Las últimas lágrimas de Miguel Hernández
Por Vicent Vercher Garrigós
El 21 de marzo de 1942 llega una orden para trasladar al enfermo al sanatorio de Porta-Coeli en Valencia. Acaso, después de la boda, Almarcha había decidido por fin intervenir. Pero es ya demasiado tarde y los médicos deciden que no vale la pena mover al poeta. Josefina, acompañada de Elvira, la hermana de Miguel, le hace la que será su última visita. Al constatar que ha venido sin el niño, el poeta llora amargamente. “Te lo tenías que haber traído”, murmura. “Tenía la ronquera de la muerte”, escribirá Josefina en sus memorias, “yo le toqué los pies y los tenía fríos y con rodales negros”. Después, idas ya su mujer y Elvira, sólo consuela al moribundo, cubierto todo el cuerpo de pus, la presencia de Joaquín Ramón Rocamora, que recoge una de sus últimas frases, una exclamación: “¡Ay, hija, Josefina, qué desgraciada eres!”.
Fallece a las 5.30 horas de la mañana del sábado 28 de marzo de 1942.Tiene los ojos abiertos, como su primer hijo malogrado, y nadie se los logrará cerrar (es el resultado del acusado hipertiroidismo que padece el poeta). Se deniega el permiso para hacerle una mascarilla mortuoria. Por suerte, el preso José María Torregrosa, que es escultor, burla la vigilancia y logra ejecutar dos dibujos a lápiz del cadáver, los ojos abiertos de par en par. Sólo faltaba captar el hedor. Los amigos del poeta consiguen poner a salvo sus escritos, conservados en dos bolsas.
Hubo, al final, un poco de caridad cristiana cuando el director del reformatorio permitió que desfilasen los presos delante del poeta, amortajado por sus amigos y expuesto en el patio, y hasta que la banda de la institución tocase la Marcha fúnebre de Chopin. A la puerta esperaban Josefina y unos familiares para hacerse cargo del ataúd y llevarlo al cementerio. Entre ellos no estaba el padre del poeta, que hasta el final se había negado a verle. “Llegados al camposanto alicantino de Nuestra Señora de los Remedios”, relata Ferris, “nadie pudo quedarse a velar el cuerpo de Hernández aquella noche, por ser lugar a donde aún llevaban a fusilar a los presos condenados”. Lo enterraron, pues, a la mañana siguiente.
Unos días después, el padre de Miguel declaró, cuando fueron a darle un pésame que ni necesitaba ni se merecía: “Él se lo ha buscado”.
Pablo Neruda lo experimentó de otra manera, allá en México. “Un asesinato más se agrega a los muchos y terribles”, escribió a Juan Ramón Jiménez, pensando acaso en Lorca. “Pero, tal vez nunca me sentí más mal herido y creo que a usted le pasará lo mismo”.
A Juan Ramón, sí, le pasó lo mismo.
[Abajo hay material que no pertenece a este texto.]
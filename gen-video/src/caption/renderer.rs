//! Caption layout and rasterization.

use super::{CaptionFrame, FrameRenderer};
use crate::config::CaptionConfig;
use crate::error::{PipelineError, Result};
use anyhow::Context;
use log::debug;
use std::path::Path;
use std::sync::Arc;
use usvg::fontdb;

/// Wrap text for display at `width` characters per line.
///
/// All whitespace, newlines included, collapses to single spaces. Words
/// longer than `width` are broken across lines.
pub fn wrap_display(text: &str, width: usize) -> Vec<String> {
    let width = width.max(1);
    let mut lines = Vec::new();
    let mut current = String::new();
    let mut current_len = 0;

    for word in text.split_whitespace() {
        let mut word: Vec<char> = word.chars().collect();

        // Break over-long words into width-sized pieces
        while word.len() > width {
            if current_len > 0 {
                lines.push(std::mem::take(&mut current));
                current_len = 0;
            }
            let rest = word.split_off(width);
            lines.push(word.into_iter().collect());
            word = rest;
        }
        if word.is_empty() {
            continue;
        }

        let needed = if current_len == 0 { word.len() } else { current_len + 1 + word.len() };
        if needed > width {
            lines.push(std::mem::take(&mut current));
            current_len = 0;
        }
        if current_len > 0 {
            current.push(' ');
            current_len += 1;
        }
        current.extend(word.iter());
        current_len += word.len();
    }

    if current_len > 0 {
        lines.push(current);
    }
    lines
}

/// Load every font file directly inside `dir`.
fn load_fonts_from_dir(db: &mut fontdb::Database, dir: &Path) {
    let Ok(rd) = std::fs::read_dir(dir) else {
        debug!("Fonts directory {} not readable", dir.display());
        return;
    };

    for entry in rd.flatten() {
        let path = entry.path();
        if !path.is_file() {
            continue;
        }
        let Some(ext) = path.extension().and_then(|s| s.to_str()) else {
            continue;
        };
        let ext = ext.to_ascii_lowercase();
        if ext != "ttf" && ext != "otf" && ext != "ttc" {
            continue;
        }
        if let Err(e) = db.load_font_file(&path) {
            debug!("Skipping font {}: {}", path.display(), e);
        }
    }
}

/// Public-domain sans face shipped with the binary.
const BUNDLED_FONT: &[u8] = include_bytes!("../../assets/fonts/Tuffy.ttf");

/// Family name of the bundled face.
pub const BUNDLED_FAMILY: &str = "Tuffy";

/// Add the bundled face, so a database is never empty.
pub fn load_bundled_font(db: &mut fontdb::Database) {
    db.load_font_data(BUNDLED_FONT.to_vec());
}

/// System fonts, an optional extra directory, then the bundled face.
pub fn build_fontdb(fonts_dir: Option<&Path>) -> Arc<fontdb::Database> {
    let mut db = fontdb::Database::new();
    db.load_system_fonts();
    if let Some(dir) = fonts_dir {
        load_fonts_from_dir(&mut db, dir);
    }
    load_bundled_font(&mut db);
    debug!("Font database holds {} faces", db.len());
    Arc::new(db)
}

fn regular<'a>(families: &'a [fontdb::Family<'a>]) -> fontdb::Query<'a> {
    fontdb::Query {
        families,
        weight: fontdb::Weight::NORMAL,
        stretch: fontdb::Stretch::Normal,
        style: fontdb::Style::Normal,
    }
}

/// Lays out caption frames and rasterizes them.
pub struct CaptionRenderer {
    config: CaptionConfig,
    fontdb: Arc<fontdb::Database>,
}

impl CaptionRenderer {
    /// Renderer over system fonts and `config.fonts_dir`.
    pub fn new(config: CaptionConfig) -> Self {
        let fontdb = build_fontdb(config.fonts_dir.as_deref());
        Self { config, fontdb }
    }

    /// Renderer over an explicit font database.
    pub fn with_fontdb(config: CaptionConfig, fontdb: Arc<fontdb::Database>) -> Self {
        Self { config, fontdb }
    }

    pub fn face_count(&self) -> usize {
        self.fontdb.len()
    }

    /// Pick the family to set captions in.
    ///
    /// Preferred family first, then the generic sans-serif face, then
    /// whatever face the database has. Databases from [`build_fontdb`] always
    /// hold at least the bundled face.
    pub fn resolve_font_family(&self) -> Result<String> {
        let family_of = |id: fontdb::ID| {
            self.fontdb
                .face(id)
                .and_then(|face| face.families.first())
                .map(|(name, _)| name.clone())
        };

        let preferred = [fontdb::Family::Name(self.config.font_family.as_str())];
        if let Some(name) = self.fontdb.query(&regular(&preferred)).and_then(family_of) {
            return Ok(name);
        }

        let generic = [fontdb::Family::SansSerif];
        if let Some(name) = self.fontdb.query(&regular(&generic)).and_then(family_of) {
            debug!("Font '{}' not found, using sans-serif '{}'", self.config.font_family, name);
            return Ok(name);
        }

        if let Some(name) = self.fontdb.faces().next().and_then(|face| family_of(face.id)) {
            debug!("No sans-serif face, using '{}'", name);
            return Ok(name);
        }

        Err(PipelineError::render(anyhow::anyhow!(
            "No usable font found (wanted '{}')",
            self.config.font_family
        )))
    }

    /// Lay out `text` on a caption frame.
    pub fn render(&self, text: &str) -> Result<CaptionFrame> {
        let font_family = self.resolve_font_family()?;
        let lines = wrap_display(text, self.config.wrap_width);

        let frame = CaptionFrame {
            width: self.config.width,
            height: self.config.height,
            lines,
            background: self.config.background,
            foreground: self.config.foreground,
            font_family,
            font_size: self.config.font_size,
            line_spacing: self.config.line_spacing,
            top_margin: self.config.top_margin,
        };

        let visible = frame.visible_lines();
        if visible < frame.lines.len() {
            debug!(
                "Caption overflows the canvas: {} of {} lines visible",
                visible,
                frame.lines.len()
            );
        }

        Ok(frame)
    }

    /// Rasterize a frame to a PNG file.
    pub fn rasterize(&self, frame: &CaptionFrame, output_path: &Path) -> Result<()> {
        self.rasterize_inner(frame, output_path)
            .map_err(PipelineError::render)
    }

    fn rasterize_inner(&self, frame: &CaptionFrame, output_path: &Path) -> anyhow::Result<()> {
        let opts = usvg::Options {
            fontdb: self.fontdb.clone(),
            ..Default::default()
        };
        let tree = usvg::Tree::from_str(&frame.to_svg(), &opts).context("parse caption svg")?;

        let mut pixmap = resvg::tiny_skia::Pixmap::new(frame.width, frame.height)
            .ok_or_else(|| anyhow::anyhow!("failed to allocate {}x{} pixmap", frame.width, frame.height))?;
        resvg::render(&tree, resvg::tiny_skia::Transform::identity(), &mut pixmap.as_mut());

        // Opaque background, so premultiplied RGBA equals straight RGBA
        image::save_buffer_with_format(
            output_path,
            pixmap.data(),
            frame.width,
            frame.height,
            image::ColorType::Rgba8,
            image::ImageFormat::Png,
        )
        .with_context(|| format!("write {}", output_path.display()))?;

        debug!("Caption written to {}", output_path.display());
        Ok(())
    }
}

impl FrameRenderer for CaptionRenderer {
    fn render_to_png(&self, text: &str, output_path: &Path) -> Result<CaptionFrame> {
        let frame = self.render(text)?;
        self.rasterize(&frame, output_path)?;
        Ok(frame)
    }
}
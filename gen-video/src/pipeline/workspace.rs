//! Per-run working directory for intermediate files.

use crate::error::PipelineError;
use anyhow::{Context, Result};
use chrono::Utc;
use log::debug;
use sha2::{Digest, Sha256};
use std::path::{Path, PathBuf};
use tempfile::TempDir;

/// Short SHA-256 fingerprint of the input text (first 16 hex characters).
pub fn text_fingerprint(text: &str) -> String {
    let mut hasher = Sha256::new();
    hasher.update(text.as_bytes());
    let result = hasher.finalize();
    format!("{:x}", result)[..16].to_string()
}

/// Run identifier: timestamp plus input fingerprint.
pub fn run_id(text: &str) -> String {
    let timestamp = Utc::now().format("%Y%m%d_%H%M%S");
    format!("{}_{}", timestamp, text_fingerprint(text))
}

/// A uniquely named directory removed when the run ends.
pub struct RunWorkspace {
    dir: TempDir,
    run_id: String,
}

impl RunWorkspace {
    /// Create `gen-video-<run id>-XXXXXX` under `base` (system temp dir if None).
    pub fn create(text: &str, base: Option<&Path>) -> Result<Self> {
        let run_id = run_id(text);
        let prefix = format!("gen-video-{}-", run_id);
        let base: PathBuf = base.map(Path::to_path_buf).unwrap_or_else(std::env::temp_dir);

        std::fs::create_dir_all(&base)
            .with_context(|| format!("Failed to create work directory {}", base.display()))?;
        let dir = tempfile::Builder::new()
            .prefix(&prefix)
            .tempdir_in(&base)
            .with_context(|| format!("Failed to create run workspace in {}", base.display()))?;

        debug!("Run workspace: {}", dir.path().display());
        Ok(Self { dir, run_id })
    }

    pub fn path(&self) -> &Path {
        self.dir.path()
    }

    pub fn run_id(&self) -> &str {
        &self.run_id
    }

    /// Path of a file inside the workspace.
    pub fn file(&self, name: &str) -> PathBuf {
        self.dir.path().join(name)
    }

    /// Remove the workspace and everything left in it.
    pub fn close(self) -> std::result::Result<(), PipelineError> {
        self.dir.close().map_err(PipelineError::Cleanup)
    }
}
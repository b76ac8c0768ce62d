//! FFmpeg-backed media encoder.

use super::{MediaEncoder, StillVideoJob};
use crate::config::FfmpegConfig;
use anyhow::{Context, Result};
use async_trait::async_trait;
use log::debug;
use std::path::{Path, PathBuf};
use std::process::Stdio;
use tokio::process::Command;

/// Runs the `ffmpeg` and `ffprobe` executables as child processes.
#[derive(Debug, Clone)]
pub struct Ffmpeg {
    ffmpeg: PathBuf,
    ffprobe: PathBuf,
}

impl Default for Ffmpeg {
    fn default() -> Self {
        Self::new(&FfmpegConfig::default())
    }
}

impl Ffmpeg {
    pub fn new(config: &FfmpegConfig) -> Self {
        Self {
            ffmpeg: config.ffmpeg.clone(),
            ffprobe: config.ffprobe.clone(),
        }
    }

    fn ffmpeg_command(&self) -> Command {
        let mut cmd = Command::new(&self.ffmpeg);
        cmd.stdin(Stdio::null()).kill_on_drop(true);
        cmd
    }

    fn ffprobe_command(&self) -> Command {
        let mut cmd = Command::new(&self.ffprobe);
        cmd.stdin(Stdio::null()).kill_on_drop(true);
        cmd
    }

    /// Check if FFmpeg is available.
    pub async fn is_ffmpeg_available(&self) -> bool {
        self.ffmpeg_command()
            .arg("-version")
            .output()
            .await
            .map(|o| o.status.success())
            .unwrap_or(false)
    }

    /// Check if FFprobe is available.
    pub async fn is_ffprobe_available(&self) -> bool {
        self.ffprobe_command()
            .arg("-version")
            .output()
            .await
            .map(|o| o.status.success())
            .unwrap_or(false)
    }
}

/// Arguments for reading a container duration. Errors still reach stderr.
pub fn probe_duration_args(path: &Path) -> Vec<String> {
    let mut args: Vec<String> = [
        "-v",
        "error",
        "-show_entries",
        "format=duration",
        "-of",
        "default=noprint_wrappers=1:nokey=1",
    ]
    .iter()
    .map(|s| s.to_string())
    .collect();
    args.push(path.to_string_lossy().into_owned());
    args
}

/// Arguments for holding a still image over an audio track.
pub fn still_video_args(job: &StillVideoJob) -> Vec<String> {
    let fps = job.frame_rate.to_string();
    let mut args: Vec<String> = [
        "-y",
        "-loglevel",
        "error",
        "-loop",
        "1",
        "-framerate",
        fps.as_str(),
        "-i",
    ]
    .iter()
    .map(|s| s.to_string())
    .collect();

    args.push(job.image.to_string_lossy().into_owned());
    args.push("-i".to_string());
    args.push(job.audio.to_string_lossy().into_owned());

    args.extend(
        ["-map", "0:v", "-map", "1:a", "-c:v", job.video_codec.as_str()]
            .iter()
            .map(|s| s.to_string()),
    );
    if job.video_codec == "libx264" {
        args.extend(["-tune", "stillimage"].iter().map(|s| s.to_string()));
    }
    args.extend(
        [
            "-pix_fmt",
            "yuv420p",
            "-r",
            fps.as_str(),
            "-c:a",
            job.audio_codec.as_str(),
        ]
        .iter()
        .map(|s| s.to_string()),
    );

    // Output duration is pinned to the audio track, not to whichever stream ends first.
    args.push("-t".to_string());
    args.push(format!("{:.6}", job.duration_seconds));
    args.push("-movflags".to_string());
    args.push("+faststart".to_string());
    args.push(job.output.to_string_lossy().into_owned());
    args
}

#[async_trait]
impl MediaEncoder for Ffmpeg {
    async fn probe_duration(&self, path: &Path) -> Result<f64> {
        let output = self
            .ffprobe_command()
            .args(probe_duration_args(path))
            .output()
            .await
            .with_context(|| format!("Failed to run {}", self.ffprobe.display()))?;

        if !output.status.success() {
            let stderr = String::from_utf8_lossy(&output.stderr);
            anyhow::bail!("ffprobe failed on {}: {}", path.display(), stderr.trim());
        }

        let duration_str = String::from_utf8_lossy(&output.stdout);
        let duration: f64 = duration_str
            .trim()
            .parse()
            .with_context(|| format!("Failed to parse duration {:?}", duration_str.trim()))?;

        if !duration.is_finite() || duration < 0.0 {
            anyhow::bail!("ffprobe reported invalid duration {} for {}", duration, path.display());
        }

        Ok(duration)
    }

    async fn concat(&self, manifest: &Path, output: &Path) -> Result<()> {
        debug!("ffmpeg concat {} -> {}", manifest.display(), output.display());

        let result = self
            .ffmpeg_command()
            .args(["-y", "-loglevel", "error", "-f", "concat", "-safe", "0", "-i"])
            .arg(manifest)
            .args(["-c", "copy"])
            .arg(output)
            .output()
            .await
            .with_context(|| format!("Failed to run {} concat", self.ffmpeg.display()))?;

        if !result.status.success() {
            let stderr = String::from_utf8_lossy(&result.stderr);
            anyhow::bail!("ffmpeg concat failed ({}): {}", result.status, stderr.trim());
        }

        Ok(())
    }

    async fn encode_still(&self, job: &StillVideoJob) -> Result<()> {
        let args = still_video_args(job);
        debug!("ffmpeg {}", args.join(" "));

        let result = self
            .ffmpeg_command()
            .args(&args)
            .stdout(Stdio::null())
            .output()
            .await
            .with_context(|| format!("Failed to run {}", self.ffmpeg.display()))?;

        if !result.status.success() {
            let stderr = String::from_utf8_lossy(&result.stderr);
            anyhow::bail!("ffmpeg exited with status {}: {}", result.status, stderr.trim());
        }

        Ok(())
    }

    fn name(&self) -> &str {
        "ffmpeg"
    }
}
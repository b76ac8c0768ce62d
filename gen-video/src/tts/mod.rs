//! TTS backend trait, engine adapters, and the per-chunk synthesizer.

pub mod command;
pub mod http;
pub mod mock;
pub mod synthesizer;

pub use command::CommandBackend;
pub use http::HttpBackend;
pub use mock::MockBackend;
pub use synthesizer::Synthesizer;

use crate::config::{TtsBackendKind, TtsConfig};
use anyhow::Result;
use async_trait::async_trait;
use log::warn;
use std::path::Path;
use std::sync::Arc;
use std::time::Duration;

/// TTS backend trait - all speech engines implement this.
#[async_trait]
pub trait TtsBackend: Send + Sync {
    /// Synthesize text to an audio file at `output_path`.
    async fn synthesize(&self, text: &str, output_path: &Path) -> Result<()>;

    /// File extension of the audio this backend writes (e.g. "wav", "mp3").
    fn extension(&self) -> &str;

    /// Backend name for display.
    fn name(&self) -> &str;

    /// Synthesize, retrying up to `max_retries` extra times on failure.
    async fn synthesize_with_retry(
        &self,
        text: &str,
        output_path: &Path,
        max_retries: u32,
    ) -> Result<()> {
        let attempts = max_retries.saturating_add(1);
        let mut last_error = None;

        for attempt in 0..attempts {
            match self.synthesize(text, output_path).await {
                Ok(()) => return Ok(()),
                Err(e) => {
                    if attempt + 1 < attempts {
                        warn!(
                            "{}: generation failed (attempt {}/{}): {:#}",
                            self.name(),
                            attempt + 1,
                            attempts,
                            e
                        );
                    }
                    last_error = Some(e);
                }
            }
        }

        Err(last_error.unwrap_or_else(|| anyhow::anyhow!("All retry attempts failed")))
    }
}

/// Create the TTS backend described by the configuration.
pub fn create_backend(config: &TtsConfig) -> Result<Arc<dyn TtsBackend>> {
    let backend: Arc<dyn TtsBackend> = match config.backend {
        TtsBackendKind::Command => Arc::new(CommandBackend::new(
            &config.command,
            config.args.clone(),
            &config.format,
        )),
        TtsBackendKind::Http => Arc::new(HttpBackend::new(
            &config.url,
            &config.lang,
            Duration::from_secs(config.timeout_secs),
            &config.format,
        )?),
    };
    Ok(backend)
}

#[cfg(test)]
mod tests {
    use super::*;
    use tempfile::TempDir;

    #[test]
    fn test_create_command_backend() {
        let config = TtsConfig::default();
        let backend = create_backend(&config).unwrap();
        assert_eq!(backend.name(), "espeak-ng");
        assert_eq!(backend.extension(), "wav");
    }

    #[test]
    fn test_create_http_backend() {
        let config = TtsConfig {
            backend: TtsBackendKind::Http,
            format: "mp3".to_string(),
            ..TtsConfig::default()
        };
        let backend = create_backend(&config).unwrap();
        assert_eq!(backend.name(), "http");
        assert_eq!(backend.extension(), "mp3");
    }

    #[tokio::test]
    async fn test_retry_recovers_from_transient_failure() {
        let dir = TempDir::new().unwrap();
        let backend = MockBackend::fails_then_succeeds(2, 1.0);
        backend
            .synthesize_with_retry("hello", &dir.path().join("a.wav"), 2)
            .await
            .unwrap();
        assert_eq!(backend.call_count(), 3);
    }

    #[tokio::test]
    async fn test_no_retry_fails_fast() {
        let dir = TempDir::new().unwrap();
        let backend = MockBackend::fails_then_succeeds(1, 1.0);
        let result = backend
            .synthesize_with_retry("hello", &dir.path().join("a.wav"), 0)
            .await;
        assert!(result.is_err());
        assert_eq!(backend.call_count(), 1);
    }

    #[tokio::test]
    async fn test_retry_returns_last_error() {
        let dir = TempDir::new().unwrap();
        let backend = MockBackend::always_fails("engine offline");
        let err = backend
            .synthesize_with_retry("hello", &dir.path().join("a.wav"), 3)
            .await
            .unwrap_err();
        assert!(err.to_string().contains("engine offline"));
        assert_eq!(backend.call_count(), 4);
    }
}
En 1948, en Argentina, después de criticar la actuación durante la guerra de León Felipe y de elogiar la del poeta cubano Pablo de la Torriente (el comisario amigo de Miguel) y del músico Gustavo Durán, general del Ejército republicano, escribió: “De los poetas españoles muertos durante la guerra, los más señalados fueron Miguel de Unamuno, Antonio Machado, Federico García Lorca y Miguel Hernández. De ellos, el que peleó en los frentes y no quiso salir de su cárcel, donde se extinguía tísico y cantando sus amores, mientras otros compañeros siguieron detenidos, fue Miguel Hernández, héroe de la guerra. Decir esto que yo digo es justo y es exacto”.
Sí, justo y exacto. Con la muerte de Miguel Hernández, el nuevo régimen, ahora consolidado gracias a la traición de las llamadas democracias europeas, mostró una vez más su verdadero rostro.